Differences between wood smoke COPD and tobacco smoke COPD.
Around 41% of the world’s population continue using solid fuels, including wood and other types of biomass, for cooking or heating their homes. Long-term indoor exposure to wood smoke, and biomass smoke in general, is a risk factor for developing chronic obstructive pulmonary disease (COPD). In some regions of the world, biomass exposure is a more frequent cause of COPD than exposure to cigarette smoke. Recently it has been described notable differences between COPD associated with wood smoke (WS-COPD) and that caused by tobacco smoking (TS-COPD): significantly less emphysema and more airway inflammation in WS-COPD. Recognizing these differences, some authors have suggested that WS-COPD should be considered a new COPD phenotype. This chapter summarizes the differences between WS-COPD and TS-COPD. The information about the characteristics of COPD caused by other types of biomass fuels, different from wood, is very scarce. Accepting that the smoke derived from wood burning and tobacco smoking have some differences (etiology), the inhalation patterns are different (pathogenesis) and the physiopathological mechanisms they induce may also differ, we analyze if the disease caused by indoor chronic exposure to wood smoke should be considered as another COPD phenotype or a distinct nosological entity.

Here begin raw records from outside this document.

//! Row access by canonical field name.

use std::collections::BTreeMap;

use serde::Serialize;

use crate::error::{Error, Result};
use crate::schema::FieldSchema;
use crate::value::{FieldKind, Value};

/// Anything a page can be built from. `None` means the field is null/absent.
pub trait Record {
    fn field_value(&self, field: &str) -> Option<Value>;
}

impl<R: Record + ?Sized> Record for &R {
    fn field_value(&self, field: &str) -> Option<Value> {
        (**self).field_value(field)
    }
}

/// Schema-typed row backed by a map, e.g. loaded from JSON.
#[derive(Clone, Debug, Default, PartialEq, Eq, Serialize)]
#[serde(transparent)]
pub struct DynRecord(BTreeMap<String, Value>);

impl DynRecord {
    pub fn new() -> Self {
        Self::default()
    }

    pub fn with(mut self, field: impl Into<String>, value: impl Into<Value>) -> Self {
        self.0.insert(field.into(), value.into());
        self
    }

    /// Convert a JSON object using the schema's field kinds. Unknown keys are
    /// dropped; `null` is treated as absent.
    pub fn from_json(
        schema: &FieldSchema,
        obj: &serde_json::Map<String, serde_json::Value>,
    ) -> Result<Self> {
        let mut out = BTreeMap::new();
        for (key, raw) in obj {
            let Some(field) = schema.get(key) else {
                continue;
            };
            let text = match raw {
                serde_json::Value::Null => continue,
                serde_json::Value::String(s) => s.clone(),
                serde_json::Value::Number(n) if field.spec.kind == FieldKind::Number => {
                    n.to_string()
                }
                serde_json::Value::Bool(b) if field.spec.kind == FieldKind::Bool => b.to_string(),
                other => {
                    return Err(Error::InvalidFilterValue {
                        field: field.name.to_string(),
                        value: other.to_string(),
                        expected: field.spec.kind,
                    })
                }
            };
            let value = field
                .spec
                .parse_value(&text)
                .map_err(|e| Error::InvalidFilterValue {
                    field: field.name.to_string(),
                    value: e.raw,
                    expected: e.expected,
                })?;
            out.insert(field.name.to_string(), value);
        }
        Ok(Self(out))
    }
}

impl Record for DynRecord {
    fn field_value(&self, field: &str) -> Option<Value> {
        self.0.get(field).cloned()
    }
}

#[cfg(test)]
mod tests {
    use super::*;
    use crate::schema::FieldSpec;

    #[test]
    fn json_rows_are_typed_by_schema() {
        let schema = FieldSchema::builder("tag")
            .field("id", FieldSpec::number().sortable())
            .field("name", FieldSpec::string())
            .field("color", FieldSpec::enumeration(["RED", "BLUE"]))
            .tiebreaker("id")
            .build()
            .unwrap();
        let obj = serde_json::json!({
            "id": 7, "NAME": "vip", "color": "red", "extra": true, "gone": null
        });
        let rec = DynRecord::from_json(&schema, obj.as_object().unwrap()).unwrap();
        assert_eq!(rec.field_value("id"), Some(Value::from(7)));
        assert_eq!(rec.field_value("name"), Some(Value::from("vip")));
        assert_eq!(rec.field_value("color"), Some(Value::Enum("RED".into())));
        assert_eq!(rec.field_value("extra"), None);

        let bad = serde_json::json!({"id": "seven"});
        assert!(DynRecord::from_json(&schema, bad.as_object().unwrap()).is_err());
    }
}
use serde::{Deserialize, Serialize};

use criteria_core::{Criteria, CursorPosition, FilterCondition, SortSpec};

/// Raw list parameters as handed over by the transport layer.
#[derive(Clone, Debug, Default, PartialEq, Eq, Serialize, Deserialize)]
#[serde(default)]
pub struct ListRequest {
    pub filters: Vec<FilterCondition>,
    pub search: Option<String>,
    pub sort: Vec<String>,
    pub pagination: Pagination,
}

impl ListRequest {
    pub fn filter(mut self, condition: FilterCondition) -> Self {
        self.filters.push(condition);
        self
    }

    pub fn search(mut self, term: impl Into<String>) -> Self {
        self.search = Some(term.into());
        self
    }

    pub fn sort_by(mut self, token: impl Into<String>) -> Self {
        self.sort.push(token.into());
        self
    }

    pub fn keyset(mut self, size: Option<u64>, cursor: Option<String>) -> Self {
        self.pagination = Pagination::Keyset { size, cursor };
        self
    }

    pub fn offset(mut self, page: u64, size: Option<u64>) -> Self {
        self.pagination = Pagination::Offset { page, size };
        self
    }
}

#[derive(Clone, Debug, PartialEq, Eq, Serialize, Deserialize)]
#[serde(tag = "mode", rename_all = "lowercase")]
pub enum Pagination {
    Keyset {
        #[serde(default)]
        size: Option<u64>,
        #[serde(default)]
        cursor: Option<String>,
    },
    /// Zero-based page number.
    Offset {
        page: u64,
        #[serde(default)]
        size: Option<u64>,
    },
}

impl Default for Pagination {
    fn default() -> Self {
        Pagination::Keyset {
            size: None,
            cursor: None,
        }
    }
}

/// Fully validated request, ready for a single store call.
#[derive(Clone, Debug, PartialEq, Eq)]
pub struct PreparedQuery {
    pub criteria: Criteria,
    pub sort: SortSpec,
    pub filter_hash: String,
    pub mode: PreparedMode,
}

#[derive(Clone, Debug, PartialEq, Eq)]
pub enum PreparedMode {
    Keyset {
        limit: u64,
        position: Option<CursorPosition>,
    },
    Offset {
        page: u64,
        size: u64,
    },
}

- chronic obstructive pulmonary disease (COPD)
- wood smoke
- chronic bronchitis
- bronchial anthracofibrosis
- indoor air pollution
Between 1980 and 2010, the population exposed to household air pollution (HAP) increased from 333 million to 646 million in sub-Saharan Africa and from 162 million to 190 million in the eastern Mediterranean. In south-east Asia, it remained stable during the same period at around 1 billion people .
Biomass fuels are usually burnt in open fires and inefficient traditional cookstoves, often in poorly ventilated cooking spaces, resulting in indoor high levels of air pollutants including carbon monoxide (CO) and particulate matter (PM). The people most exposed are women who are routinely responsible for cooking and their young children .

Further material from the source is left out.